Improving performance in Schema Registry
Adding Knox as a load balancer can increase the performance of Schema Registry.
You can increase the performance of Schema Registry by adding Apache Knox, the Cloudera load balancer, to your Schema Registry configuration. This increase in performance offsets the minor decrease in performance caused by the lack of server-side caching.
By default, Schema Registry does not have server-side caching. Each time a client sends a query, the client reads the data directly from the database.
The lack of server-side caching creates a minor performance impact. However, it enables Schema Registry to be stateless and be distributed over multiple hosts. All hosts use the same database. This enables a client to insert a schema on host A and query the same schema on host B.
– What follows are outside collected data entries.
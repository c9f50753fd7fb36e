use crate::backend::dimse::{DicomMessage, DATA_SET_MISSING};
use crate::types::{UI, US};
use dicom::core::{DataElement, VR};
use dicom::dicom_value;
use dicom::dictionary_std::tags;
use dicom::object::InMemDicomObject;

// Magic numbers defined by the DICOM specification.
pub const COMMAND_FIELD_COMPOSITE_STORE_REQUEST: US = 0x0001;

/// C-STORE-RSP
pub struct CompositeStoreResponse {
	pub message_id: US,
	pub sop_class_uid: UI,
	pub sop_instance_uid: UI,
	pub status: US,
}

impl From<CompositeStoreResponse> for DicomMessage {
	#[rustfmt::skip]
	fn from(response: CompositeStoreResponse) -> Self {
        let command = InMemDicomObject::command_from_element_iter([
            DataElement::new(tags::AFFECTED_SOP_CLASS_UID, VR::UI, dicom_value!(Str, response.sop_class_uid)),
            DataElement::new(tags::COMMAND_FIELD, VR::US, dicom_value!(U16, [0x8001])),
            DataElement::new(tags::MESSAGE_ID_BEING_RESPONDED_TO, VR::US, dicom_value!(U16, [response.message_id])),
            DataElement::new(tags::COMMAND_DATA_SET_TYPE, VR::US, dicom_value!(U16, [DATA_SET_MISSING])),
            DataElement::new(tags::STATUS, VR::US, dicom_value!(U16, [response.status])),
            DataElement::new(tags::AFFECTED_SOP_INSTANCE_UID, VR::UI, dicom_value!(Str, response.sop_instance_uid))
        ]);

        Self {
            command,
            data: None,
            presentation_context_id: None
        }
    }
}
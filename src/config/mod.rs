//! Layered application configuration.
//!
//! Loaded from an embedded `defaults.toml`, an optional `config.toml` next to
//! the binary, then `IG_`-prefixed environment variables, via the `config`
//! crate. Every configured range is checked once at load time in
//! [`ApplicationConfig::validate`] rather than scattered across call sites.

use serde::Deserialize;
use std::net::IpAddr;
use std::path::PathBuf;
use std::sync::OnceLock;
use std::time::Duration;
use thiserror::Error;

#[derive(Debug, Error)]
pub enum ConfigError {
	#[error(transparent)]
	Load(#[from] config::ConfigError),
	#[error("{field} must be in {min}..={max}, got {actual}")]
	OutOfRange {
		field: &'static str,
		min: i64,
		max: i64,
		actual: i64,
	},
}

#[derive(Debug, Clone, Deserialize)]
#[serde(rename_all = "kebab-case")]
pub struct ApplicationConfig {
	#[serde(default)]
	pub logging: LoggingConfig,
	pub dimse: DimseConfig,
	pub dicom_web: DicomWebConfig,
	pub hl7: Hl7Config,
	pub storage: StorageConfig,
	pub database: DatabaseConfig,
	pub bus: BusConfig,
	pub inference: InferenceConfig,
	pub export: ExportConfig,
}

impl ApplicationConfig {
	/// Loads configuration from `defaults.toml`, an optional `config.toml`,
	/// and `IG_`-prefixed environment variables, then validates ranges.
	///
	/// # Errors
	/// Returns a [`ConfigError`] if source collection fails or a configured
	/// value falls outside its valid range.
	pub fn new() -> Result<Self, ConfigError> {
		use config::{Config, Environment, File, FileFormat};
		let raw: Self = Config::builder()
			.add_source(File::from_str(
				include_str!("defaults.toml"),
				FileFormat::Toml,
			))
			.add_source(File::with_name("config.toml").required(false))
			.add_source(Environment::with_prefix("IG").separator("__"))
			.build()?
			.try_deserialize()?;
		raw.validate()?;
		Ok(raw)
	}

	fn validate(&self) -> Result<(), ConfigError> {
		check_range("dimse.max-associations", self.dimse.max_associations as i64, 1, 1000)?;
		check_range(
			"storage.watermark-percent",
			i64::from(self.storage.watermark_percent),
			1,
			100,
		)?;
		check_range(
			"storage.reserve-space-gb",
			i64::from(self.storage.reserve_space_gb),
			1,
			999,
		)?;
		check_range(
			"storage.concurrent-uploads",
			self.storage.concurrent_uploads as i64,
			1,
			128,
		)?;
		check_range(
			"storage.payload-process-threads",
			self.storage.payload_process_threads as i64,
			1,
			128,
		)?;
		check_range(
			"dicom-web.client-timeout-seconds",
			i64::from(self.dicom_web.client_timeout_seconds),
			1,
			i64::from(u32::MAX),
		)?;
		check_range("export.concurrency", self.export.concurrency as i64, 1, 128)?;
		Ok(())
	}
}

fn check_range(field: &'static str, actual: i64, min: i64, max: i64) -> Result<(), ConfigError> {
	if (min..=max).contains(&actual) {
		Ok(())
	} else {
		Err(ConfigError::OutOfRange { field, min, max, actual })
	}
}

/// Returns the process-wide configuration, loading it on first access.
///
/// # Panics
/// Panics if configuration fails to load; this is the one place the gateway
/// treats configuration failure as fatal.
pub fn application_config() -> &'static ApplicationConfig {
	static APP_CONFIG: OnceLock<ApplicationConfig> = OnceLock::new();
	APP_CONFIG.get_or_init(|| {
		ApplicationConfig::new().unwrap_or_else(|e| panic!("failed to load ApplicationConfig: {e}"))
	})
}

#[derive(Debug, Clone, Deserialize)]
#[serde(rename_all = "kebab-case")]
pub struct LoggingConfig {
	pub level: String,
}

impl Default for LoggingConfig {
	fn default() -> Self {
		Self { level: String::from("info") }
	}
}

#[derive(Debug, Clone, Deserialize)]
#[serde(rename_all = "kebab-case")]
pub struct DimseConfig {
	pub interface: IpAddr,
	pub port: u16,
	pub aet: String,
	pub max_associations: usize,
	pub verification_service_disabled: bool,
	pub reject_unknown_sources: bool,
	pub uncompressed: bool,
}

#[derive(Debug, Clone, Deserialize)]
#[serde(rename_all = "kebab-case")]
pub struct DicomWebConfig {
	pub interface: IpAddr,
	pub port: u16,
	pub base_path: String,
	pub client_timeout_seconds: u32,
	pub max_upload_size: usize,
}

impl DicomWebConfig {
	#[must_use]
	pub fn client_timeout(&self) -> Duration {
		Duration::from_secs(u64::from(self.client_timeout_seconds))
	}
}

#[derive(Debug, Clone, Deserialize)]
#[serde(rename_all = "kebab-case")]
pub struct Hl7Config {
	pub interface: IpAddr,
	pub port: u16,
}

#[derive(Debug, Clone, Copy, Deserialize, PartialEq, Eq)]
#[serde(rename_all = "lowercase")]
pub enum TemporaryDataStorage {
	Memory,
	Disk,
}

#[derive(Debug, Clone, Deserialize)]
#[serde(rename_all = "kebab-case")]
pub struct StorageConfig {
	pub watermark_percent: u8,
	pub reserve_space_gb: u32,
	pub concurrent_uploads: usize,
	pub payload_process_threads: usize,
	pub temporary_data_storage: TemporaryDataStorage,
	pub local_temporary_storage_path: PathBuf,
	pub bucket_name: String,
	pub temporary_bucket_name: String,
	pub retry_delays_ms: Vec<u64>,
}

impl StorageConfig {
	#[must_use]
	pub fn retry_delays(&self) -> Vec<Duration> {
		self.retry_delays_ms.iter().copied().map(Duration::from_millis).collect()
	}
}

#[derive(Debug, Clone, Deserialize)]
#[serde(rename_all = "kebab-case")]
pub struct DatabaseConfig {
	pub retry_delays_ms: Vec<u64>,
}

impl DatabaseConfig {
	#[must_use]
	pub fn retry_delays(&self) -> Vec<Duration> {
		self.retry_delays_ms.iter().copied().map(Duration::from_millis).collect()
	}
}

#[derive(Debug, Clone, Deserialize)]
#[serde(rename_all = "kebab-case")]
pub struct BusConfig {
	pub workflow_request_topic: String,
	pub export_request_topic: String,
	pub export_complete_topic: String,
	pub nats_url: String,
}

#[derive(Debug, Clone, Deserialize)]
#[serde(rename_all = "kebab-case")]
pub struct InferenceConfig {
	pub retry_delays_ms: Vec<u64>,
}

impl InferenceConfig {
	#[must_use]
	pub fn retry_delays(&self) -> Vec<Duration> {
		self.retry_delays_ms.iter().copied().map(Duration::from_millis).collect()
	}
}

#[derive(Debug, Clone, Deserialize)]
#[serde(rename_all = "kebab-case")]
pub struct ExportConfig {
	pub concurrency: usize,
	pub retry_delays_ms: Vec<u64>,
}

impl ExportConfig {
	#[must_use]
	pub fn retry_delays(&self) -> Vec<Duration> {
		self.retry_delays_ms.iter().copied().map(Duration::from_millis).collect()
	}
}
You can store JAR files similarly in HDFS and retrieve a file even if one of the hosts is down.
To make Schema Registry highly available in this setup, include a load balancer on top of the services. Clients communicate through the load balancer. The load balancer then determines which host to send the requests to. If one host is down, the request is sent to another host. In CDP, the load balancer is Apache Knox.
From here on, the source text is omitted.